**Directions**
Your response should be every line of the data, written out exactly.

[Stored items]
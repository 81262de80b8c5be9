//! Example: In-process lease locks
//!
//! Run with: `cargo run --example memory_lock`

use lease_lock::*;
use std::time::Duration;
use tracing_subscriber::EnvFilter;

#[tokio::main]
async fn main() -> Result<(), Box<dyn std::error::Error>> {
    tracing_subscriber::fmt()
        .with_env_filter(EnvFilter::from_default_env())
        .init();

    let store = MemoryLeaseStore::new();
    let options = LeaseLockOptions::new().expiration(Duration::from_millis(200));
    let provider = MemoryLeaseLockProvider::with_options(store.clone(), options);

    let mut holder = provider.create_lock("jobs")?;
    let mut waiter = provider.create_lock("jobs")?;

    println!("Holder acquired: {}", holder.try_acquire().await?);
    println!("Waiter acquired: {}", waiter.try_acquire().await?);

    // The holder never releases; a reaper plays the part of a TTL index
    let reaper = tokio::spawn(async move {
        tokio::time::sleep(Duration::from_millis(300)).await;
        store.purge_expired()
    });

    acquire_with_backoff(&mut waiter, Some(Duration::from_secs(2)), &BackoffOptions::default())
        .await?;
    println!("Reaped {} expired lease(s)", reaper.await?);
    println!("Waiter acquired after reap, state {:?}", waiter.state());
    println!("Holder still owns: {}", holder.check_ownership().await?);

    let report = waiter
        .run_then_release(|| async { "report written" })
        .await?;
    println!("{report}; waiter released");

    Ok(())
}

**Result of the task**
repository 81262de80b8c5be9
//! Example: In-process lease locks
//!
//! Run with: `cargo run --example memory_lock`

use lease_lock::*;
use std::time::Duration;
use tracing_subscriber::EnvFilter;

#[tokio::main]
async fn main() -> Result<(), Box<dyn std::error::Error>> {
    tracing_subscriber::fmt()
        .with_env_filter(EnvFilter::from_default_env())
        .init();

    let store = MemoryLeaseStore::new();
    let options = LeaseLockOptions::new().expiration(Duration::from_millis(200));
    let provider = MemoryLeaseLockProvider::with_options(store.clone(), options);

    let mut holder = provider.create_lock("jobs")?;
    let mut waiter = provider.create_lock("jobs")?;

    println!("Holder acquired: {}", holder.try_acquire().await?);
    println!("Waiter acquired: {}", waiter.try_acquire().await?);

    // The holder never releases; a reaper plays the part of a TTL index
    let reaper = tokio::spawn(async move {
        tokio::time::sleep(Duration::from_millis(300)).await;
        store.purge_expired()
    });

    acquire_with_backoff(&mut waiter, Some(Duration::from_secs(2)), &BackoffOptions::default())
        .await?;
    println!("Reaped {} expired lease(s)", reaper.await?);
    println!("Waiter acquired after reap, state {:?}", waiter.state());
    println!("Holder still owns: {}", holder.check_ownership().await?);

    let report = waiter
        .run_then_release(|| async { "report written" })
        .await?;
    println!("{report}; waiter released");

    Ok(())
}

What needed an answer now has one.